What needs to be done: Among the entries below, extract exactly the lines that run from the one with "pub fn adjust_speed(&mut" through the one with "slider cannot overflow.", both ends included.

Dataset content:
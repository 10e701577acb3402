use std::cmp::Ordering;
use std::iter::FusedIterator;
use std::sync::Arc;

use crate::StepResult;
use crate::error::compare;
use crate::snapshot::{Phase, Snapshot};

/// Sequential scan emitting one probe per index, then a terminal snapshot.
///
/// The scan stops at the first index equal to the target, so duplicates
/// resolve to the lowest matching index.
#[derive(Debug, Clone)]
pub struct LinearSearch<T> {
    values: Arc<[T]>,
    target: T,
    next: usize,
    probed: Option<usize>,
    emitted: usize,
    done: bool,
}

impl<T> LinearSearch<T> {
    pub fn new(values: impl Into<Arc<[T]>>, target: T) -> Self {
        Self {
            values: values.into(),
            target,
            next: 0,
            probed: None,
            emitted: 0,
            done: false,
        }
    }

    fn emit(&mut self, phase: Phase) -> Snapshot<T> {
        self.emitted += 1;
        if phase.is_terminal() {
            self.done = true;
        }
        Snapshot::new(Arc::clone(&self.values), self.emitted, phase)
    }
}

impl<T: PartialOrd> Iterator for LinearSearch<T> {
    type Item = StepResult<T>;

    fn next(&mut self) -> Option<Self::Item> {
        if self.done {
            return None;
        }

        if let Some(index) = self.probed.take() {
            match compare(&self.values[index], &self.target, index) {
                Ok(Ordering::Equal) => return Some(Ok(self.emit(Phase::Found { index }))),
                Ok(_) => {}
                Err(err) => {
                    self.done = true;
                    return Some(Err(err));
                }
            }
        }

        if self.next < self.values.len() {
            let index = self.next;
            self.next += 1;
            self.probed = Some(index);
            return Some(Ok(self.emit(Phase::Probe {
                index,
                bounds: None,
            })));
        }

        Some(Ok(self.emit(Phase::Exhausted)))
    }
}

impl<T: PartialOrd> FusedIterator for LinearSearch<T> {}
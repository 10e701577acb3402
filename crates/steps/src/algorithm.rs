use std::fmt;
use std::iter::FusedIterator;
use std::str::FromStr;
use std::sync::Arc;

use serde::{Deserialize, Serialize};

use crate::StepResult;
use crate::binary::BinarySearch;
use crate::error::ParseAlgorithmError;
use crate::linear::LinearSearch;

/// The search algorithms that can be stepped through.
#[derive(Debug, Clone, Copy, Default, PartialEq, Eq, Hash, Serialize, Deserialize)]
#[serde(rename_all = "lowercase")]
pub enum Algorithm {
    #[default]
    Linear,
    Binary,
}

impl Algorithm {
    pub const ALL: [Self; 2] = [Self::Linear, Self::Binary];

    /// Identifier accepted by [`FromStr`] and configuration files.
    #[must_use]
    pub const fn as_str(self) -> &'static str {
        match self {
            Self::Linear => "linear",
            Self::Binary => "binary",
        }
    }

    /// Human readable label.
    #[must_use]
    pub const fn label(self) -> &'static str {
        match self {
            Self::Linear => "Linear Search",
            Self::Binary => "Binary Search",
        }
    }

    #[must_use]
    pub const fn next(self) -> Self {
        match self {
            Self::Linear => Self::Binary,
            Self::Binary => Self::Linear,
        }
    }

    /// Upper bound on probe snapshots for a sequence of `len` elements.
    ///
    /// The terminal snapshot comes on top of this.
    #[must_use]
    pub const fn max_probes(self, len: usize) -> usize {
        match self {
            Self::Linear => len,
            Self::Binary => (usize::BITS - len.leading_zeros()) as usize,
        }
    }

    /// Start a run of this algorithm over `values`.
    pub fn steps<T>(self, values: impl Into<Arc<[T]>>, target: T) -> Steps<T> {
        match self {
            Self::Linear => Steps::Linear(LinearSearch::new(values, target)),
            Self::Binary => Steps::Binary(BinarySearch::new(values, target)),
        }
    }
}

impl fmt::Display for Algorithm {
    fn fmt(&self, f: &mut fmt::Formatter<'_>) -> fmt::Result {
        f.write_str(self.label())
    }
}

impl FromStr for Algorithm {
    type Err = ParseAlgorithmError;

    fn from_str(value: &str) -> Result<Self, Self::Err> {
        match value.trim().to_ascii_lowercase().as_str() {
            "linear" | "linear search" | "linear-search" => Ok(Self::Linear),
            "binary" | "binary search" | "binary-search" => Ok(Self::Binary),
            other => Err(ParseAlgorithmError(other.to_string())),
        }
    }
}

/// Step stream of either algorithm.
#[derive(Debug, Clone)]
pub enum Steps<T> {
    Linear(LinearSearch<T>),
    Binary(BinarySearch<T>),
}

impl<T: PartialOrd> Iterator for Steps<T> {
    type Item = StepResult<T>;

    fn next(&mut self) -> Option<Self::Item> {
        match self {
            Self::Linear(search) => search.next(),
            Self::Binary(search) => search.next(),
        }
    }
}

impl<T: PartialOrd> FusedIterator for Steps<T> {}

==

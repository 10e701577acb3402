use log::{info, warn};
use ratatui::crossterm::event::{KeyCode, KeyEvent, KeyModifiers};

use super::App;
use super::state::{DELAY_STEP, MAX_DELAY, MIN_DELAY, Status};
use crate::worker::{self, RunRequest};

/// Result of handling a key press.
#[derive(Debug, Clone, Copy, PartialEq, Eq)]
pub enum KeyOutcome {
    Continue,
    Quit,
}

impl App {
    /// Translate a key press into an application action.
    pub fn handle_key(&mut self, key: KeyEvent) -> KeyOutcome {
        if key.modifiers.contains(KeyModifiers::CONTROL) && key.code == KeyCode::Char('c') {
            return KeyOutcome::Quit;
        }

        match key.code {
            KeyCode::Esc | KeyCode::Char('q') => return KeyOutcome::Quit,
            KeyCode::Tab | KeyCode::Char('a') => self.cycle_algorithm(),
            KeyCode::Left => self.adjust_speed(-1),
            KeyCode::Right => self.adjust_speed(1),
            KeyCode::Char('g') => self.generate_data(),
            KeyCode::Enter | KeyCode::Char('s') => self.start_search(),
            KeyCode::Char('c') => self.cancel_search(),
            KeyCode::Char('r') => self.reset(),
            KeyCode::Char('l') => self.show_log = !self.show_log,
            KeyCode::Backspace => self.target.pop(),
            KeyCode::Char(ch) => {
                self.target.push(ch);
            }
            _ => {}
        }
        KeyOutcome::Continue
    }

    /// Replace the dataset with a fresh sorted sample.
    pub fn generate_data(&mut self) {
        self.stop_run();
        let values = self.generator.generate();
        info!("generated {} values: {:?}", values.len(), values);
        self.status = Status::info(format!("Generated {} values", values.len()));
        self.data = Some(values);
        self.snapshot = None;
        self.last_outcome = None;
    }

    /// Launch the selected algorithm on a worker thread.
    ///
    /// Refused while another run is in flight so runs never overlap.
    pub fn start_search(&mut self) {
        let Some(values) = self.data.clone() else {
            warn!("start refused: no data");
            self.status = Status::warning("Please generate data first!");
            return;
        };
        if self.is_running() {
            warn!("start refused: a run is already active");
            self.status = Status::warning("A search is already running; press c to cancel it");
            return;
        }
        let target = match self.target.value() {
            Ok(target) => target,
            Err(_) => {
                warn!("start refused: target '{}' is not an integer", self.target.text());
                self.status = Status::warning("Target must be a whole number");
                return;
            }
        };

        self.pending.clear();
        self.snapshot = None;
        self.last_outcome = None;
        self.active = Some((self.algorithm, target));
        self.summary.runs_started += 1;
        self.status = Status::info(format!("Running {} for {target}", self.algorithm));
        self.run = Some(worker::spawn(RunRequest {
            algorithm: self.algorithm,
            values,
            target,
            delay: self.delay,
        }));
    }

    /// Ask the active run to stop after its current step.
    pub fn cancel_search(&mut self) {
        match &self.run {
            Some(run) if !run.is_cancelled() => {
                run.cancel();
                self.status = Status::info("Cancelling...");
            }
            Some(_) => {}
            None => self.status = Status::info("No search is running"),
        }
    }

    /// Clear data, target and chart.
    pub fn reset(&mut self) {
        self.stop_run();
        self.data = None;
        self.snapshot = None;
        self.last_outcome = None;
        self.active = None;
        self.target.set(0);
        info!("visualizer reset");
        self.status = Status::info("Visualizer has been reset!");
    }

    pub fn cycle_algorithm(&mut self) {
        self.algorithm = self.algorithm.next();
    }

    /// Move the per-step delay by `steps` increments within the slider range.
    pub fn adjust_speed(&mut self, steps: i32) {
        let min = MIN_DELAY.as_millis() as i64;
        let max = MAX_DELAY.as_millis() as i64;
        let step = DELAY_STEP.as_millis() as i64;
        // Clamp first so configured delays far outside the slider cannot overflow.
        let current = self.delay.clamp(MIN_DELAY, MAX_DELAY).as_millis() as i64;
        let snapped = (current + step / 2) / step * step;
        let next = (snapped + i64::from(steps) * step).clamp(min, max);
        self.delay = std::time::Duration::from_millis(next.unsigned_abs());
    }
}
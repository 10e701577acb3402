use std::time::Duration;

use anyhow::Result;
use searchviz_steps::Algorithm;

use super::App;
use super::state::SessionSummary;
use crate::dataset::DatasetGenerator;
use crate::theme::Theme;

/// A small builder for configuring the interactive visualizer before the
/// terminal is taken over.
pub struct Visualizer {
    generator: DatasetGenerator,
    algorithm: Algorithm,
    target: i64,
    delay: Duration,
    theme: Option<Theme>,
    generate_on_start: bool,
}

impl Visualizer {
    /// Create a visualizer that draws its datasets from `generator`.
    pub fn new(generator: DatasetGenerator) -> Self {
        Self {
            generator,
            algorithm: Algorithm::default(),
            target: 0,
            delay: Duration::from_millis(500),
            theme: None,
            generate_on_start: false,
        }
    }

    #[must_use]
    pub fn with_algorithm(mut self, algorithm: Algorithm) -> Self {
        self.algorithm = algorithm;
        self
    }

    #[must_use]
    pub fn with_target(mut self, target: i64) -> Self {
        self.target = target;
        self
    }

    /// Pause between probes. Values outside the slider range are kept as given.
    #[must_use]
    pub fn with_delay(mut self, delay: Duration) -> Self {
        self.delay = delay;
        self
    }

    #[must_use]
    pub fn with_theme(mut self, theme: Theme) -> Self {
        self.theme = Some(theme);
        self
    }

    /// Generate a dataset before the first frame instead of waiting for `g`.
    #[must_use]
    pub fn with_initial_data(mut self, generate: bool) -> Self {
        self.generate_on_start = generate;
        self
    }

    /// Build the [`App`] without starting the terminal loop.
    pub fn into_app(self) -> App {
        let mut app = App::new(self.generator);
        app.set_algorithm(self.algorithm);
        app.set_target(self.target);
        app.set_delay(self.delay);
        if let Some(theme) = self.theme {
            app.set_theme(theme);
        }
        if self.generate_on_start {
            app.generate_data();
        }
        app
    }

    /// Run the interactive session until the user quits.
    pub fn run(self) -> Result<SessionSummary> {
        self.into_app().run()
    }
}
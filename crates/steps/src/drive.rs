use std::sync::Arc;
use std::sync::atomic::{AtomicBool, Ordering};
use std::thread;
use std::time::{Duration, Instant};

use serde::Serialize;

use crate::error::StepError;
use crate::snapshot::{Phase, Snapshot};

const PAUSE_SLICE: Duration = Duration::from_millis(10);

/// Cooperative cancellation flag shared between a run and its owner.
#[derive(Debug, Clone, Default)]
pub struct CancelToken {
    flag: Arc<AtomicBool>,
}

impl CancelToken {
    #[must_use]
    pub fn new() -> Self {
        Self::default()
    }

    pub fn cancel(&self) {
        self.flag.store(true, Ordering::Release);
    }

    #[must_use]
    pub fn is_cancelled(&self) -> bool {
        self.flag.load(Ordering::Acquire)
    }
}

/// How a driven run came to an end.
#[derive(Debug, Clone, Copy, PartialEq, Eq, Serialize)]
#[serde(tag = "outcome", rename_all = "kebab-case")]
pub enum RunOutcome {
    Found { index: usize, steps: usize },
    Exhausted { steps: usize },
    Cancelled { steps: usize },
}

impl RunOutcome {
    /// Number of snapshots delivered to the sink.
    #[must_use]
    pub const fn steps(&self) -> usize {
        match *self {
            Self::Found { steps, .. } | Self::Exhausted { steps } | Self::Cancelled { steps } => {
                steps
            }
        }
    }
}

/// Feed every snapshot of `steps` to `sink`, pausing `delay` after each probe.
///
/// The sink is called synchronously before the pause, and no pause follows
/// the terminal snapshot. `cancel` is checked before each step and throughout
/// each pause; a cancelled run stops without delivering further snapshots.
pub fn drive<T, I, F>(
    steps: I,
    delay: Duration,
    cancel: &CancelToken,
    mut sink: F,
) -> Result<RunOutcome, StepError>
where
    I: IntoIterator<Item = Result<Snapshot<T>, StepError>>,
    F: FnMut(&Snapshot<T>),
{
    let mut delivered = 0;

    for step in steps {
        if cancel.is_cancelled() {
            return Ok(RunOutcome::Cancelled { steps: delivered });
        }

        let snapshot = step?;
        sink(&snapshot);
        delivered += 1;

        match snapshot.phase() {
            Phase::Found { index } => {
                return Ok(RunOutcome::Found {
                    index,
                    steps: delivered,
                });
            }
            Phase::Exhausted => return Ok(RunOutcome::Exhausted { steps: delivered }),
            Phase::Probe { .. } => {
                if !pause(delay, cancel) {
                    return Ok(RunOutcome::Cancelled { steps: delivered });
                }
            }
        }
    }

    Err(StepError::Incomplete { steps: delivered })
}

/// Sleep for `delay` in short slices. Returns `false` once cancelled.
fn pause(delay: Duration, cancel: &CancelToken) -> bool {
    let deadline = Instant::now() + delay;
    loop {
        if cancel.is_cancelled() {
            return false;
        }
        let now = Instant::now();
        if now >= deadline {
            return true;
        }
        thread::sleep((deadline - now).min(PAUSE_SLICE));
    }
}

* * *

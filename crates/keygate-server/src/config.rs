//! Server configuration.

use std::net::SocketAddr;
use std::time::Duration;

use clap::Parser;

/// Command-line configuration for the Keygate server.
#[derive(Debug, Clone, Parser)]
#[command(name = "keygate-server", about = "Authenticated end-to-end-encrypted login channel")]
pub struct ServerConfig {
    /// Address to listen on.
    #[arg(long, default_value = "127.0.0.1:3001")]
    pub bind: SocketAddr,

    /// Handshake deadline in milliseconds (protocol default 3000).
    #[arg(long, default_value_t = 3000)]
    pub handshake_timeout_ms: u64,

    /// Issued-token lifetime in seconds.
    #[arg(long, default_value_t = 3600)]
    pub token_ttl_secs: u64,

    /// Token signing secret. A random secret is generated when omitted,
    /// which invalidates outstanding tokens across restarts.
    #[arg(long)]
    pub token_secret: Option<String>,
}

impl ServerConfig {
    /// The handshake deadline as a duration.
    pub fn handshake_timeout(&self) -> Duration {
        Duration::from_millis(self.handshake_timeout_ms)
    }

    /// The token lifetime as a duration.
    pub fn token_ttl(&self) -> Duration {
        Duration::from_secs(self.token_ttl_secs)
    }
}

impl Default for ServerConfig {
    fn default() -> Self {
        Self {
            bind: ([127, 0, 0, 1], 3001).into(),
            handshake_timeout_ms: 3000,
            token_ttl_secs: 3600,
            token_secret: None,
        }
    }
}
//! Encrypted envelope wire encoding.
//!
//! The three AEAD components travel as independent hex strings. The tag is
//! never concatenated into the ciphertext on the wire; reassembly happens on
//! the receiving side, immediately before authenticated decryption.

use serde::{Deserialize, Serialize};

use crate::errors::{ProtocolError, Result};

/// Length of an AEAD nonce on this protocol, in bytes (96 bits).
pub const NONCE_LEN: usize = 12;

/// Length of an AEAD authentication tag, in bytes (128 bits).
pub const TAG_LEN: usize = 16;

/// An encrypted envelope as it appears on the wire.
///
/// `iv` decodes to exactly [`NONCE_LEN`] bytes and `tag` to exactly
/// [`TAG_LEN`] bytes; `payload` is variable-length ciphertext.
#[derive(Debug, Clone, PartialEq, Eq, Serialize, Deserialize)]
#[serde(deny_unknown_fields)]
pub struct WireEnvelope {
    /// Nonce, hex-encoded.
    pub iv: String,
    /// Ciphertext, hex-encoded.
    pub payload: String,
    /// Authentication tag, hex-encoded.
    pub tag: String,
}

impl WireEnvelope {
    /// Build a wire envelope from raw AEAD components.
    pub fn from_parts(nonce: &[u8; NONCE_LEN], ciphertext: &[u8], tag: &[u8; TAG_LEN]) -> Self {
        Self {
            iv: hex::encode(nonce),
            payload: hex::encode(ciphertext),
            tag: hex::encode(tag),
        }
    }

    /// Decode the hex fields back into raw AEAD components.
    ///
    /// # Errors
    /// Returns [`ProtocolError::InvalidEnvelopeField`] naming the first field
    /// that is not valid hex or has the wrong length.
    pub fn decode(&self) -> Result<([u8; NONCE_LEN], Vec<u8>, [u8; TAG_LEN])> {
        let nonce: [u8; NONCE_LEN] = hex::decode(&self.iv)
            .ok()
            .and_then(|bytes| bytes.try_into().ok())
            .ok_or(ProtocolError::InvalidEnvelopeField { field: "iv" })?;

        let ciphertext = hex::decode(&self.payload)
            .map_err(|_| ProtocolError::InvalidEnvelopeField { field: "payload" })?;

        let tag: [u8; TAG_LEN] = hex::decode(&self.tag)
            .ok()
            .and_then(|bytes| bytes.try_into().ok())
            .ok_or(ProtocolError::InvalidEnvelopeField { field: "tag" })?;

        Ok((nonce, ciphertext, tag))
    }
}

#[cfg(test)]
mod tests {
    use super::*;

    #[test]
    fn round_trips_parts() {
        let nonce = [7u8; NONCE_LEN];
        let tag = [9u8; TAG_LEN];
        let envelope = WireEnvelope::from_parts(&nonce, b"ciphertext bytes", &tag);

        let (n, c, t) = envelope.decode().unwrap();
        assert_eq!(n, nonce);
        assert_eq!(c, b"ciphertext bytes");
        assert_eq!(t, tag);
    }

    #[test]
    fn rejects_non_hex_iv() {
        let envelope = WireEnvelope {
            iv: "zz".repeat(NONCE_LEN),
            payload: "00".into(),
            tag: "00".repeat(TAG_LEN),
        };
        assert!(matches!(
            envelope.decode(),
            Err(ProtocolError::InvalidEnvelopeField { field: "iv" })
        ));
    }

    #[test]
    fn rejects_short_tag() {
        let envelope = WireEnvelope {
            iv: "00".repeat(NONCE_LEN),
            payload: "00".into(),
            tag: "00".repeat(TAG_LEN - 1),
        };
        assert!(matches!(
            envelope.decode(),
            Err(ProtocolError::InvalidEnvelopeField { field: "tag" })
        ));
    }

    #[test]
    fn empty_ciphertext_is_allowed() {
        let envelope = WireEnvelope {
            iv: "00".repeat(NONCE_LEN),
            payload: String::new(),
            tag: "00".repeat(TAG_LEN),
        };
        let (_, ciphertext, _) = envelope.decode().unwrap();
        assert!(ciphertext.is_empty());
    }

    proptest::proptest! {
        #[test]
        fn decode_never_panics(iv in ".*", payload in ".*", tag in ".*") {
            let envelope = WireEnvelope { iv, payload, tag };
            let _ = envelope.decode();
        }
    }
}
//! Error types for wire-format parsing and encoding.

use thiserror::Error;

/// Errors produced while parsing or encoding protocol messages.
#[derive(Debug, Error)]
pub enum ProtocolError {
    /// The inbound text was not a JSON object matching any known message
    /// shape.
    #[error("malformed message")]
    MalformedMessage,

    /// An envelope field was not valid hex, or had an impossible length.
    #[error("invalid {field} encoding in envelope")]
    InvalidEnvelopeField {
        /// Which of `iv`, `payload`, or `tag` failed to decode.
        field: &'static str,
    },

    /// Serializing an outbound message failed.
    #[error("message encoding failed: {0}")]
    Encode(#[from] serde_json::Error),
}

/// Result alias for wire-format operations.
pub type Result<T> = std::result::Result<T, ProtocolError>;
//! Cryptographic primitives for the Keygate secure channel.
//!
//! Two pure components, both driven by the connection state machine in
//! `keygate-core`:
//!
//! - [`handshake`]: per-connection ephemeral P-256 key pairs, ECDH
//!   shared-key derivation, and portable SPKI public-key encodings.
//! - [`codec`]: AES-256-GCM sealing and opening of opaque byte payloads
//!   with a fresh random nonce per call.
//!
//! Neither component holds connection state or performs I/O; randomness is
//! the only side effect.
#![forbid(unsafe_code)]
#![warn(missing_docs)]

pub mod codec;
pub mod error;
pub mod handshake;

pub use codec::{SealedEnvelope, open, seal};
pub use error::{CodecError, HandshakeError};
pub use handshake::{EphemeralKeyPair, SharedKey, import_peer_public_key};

Response area:
    pub fn adjust_speed(&mut self, steps: i32) {
        let min = MIN_DELAY.as_millis() as i64;
        let max = MAX_DELAY.as_millis() as i64;
        let step = DELAY_STEP.as_millis() as i64;
        // Clamp first so configured delays far outside the slider cannot overflow.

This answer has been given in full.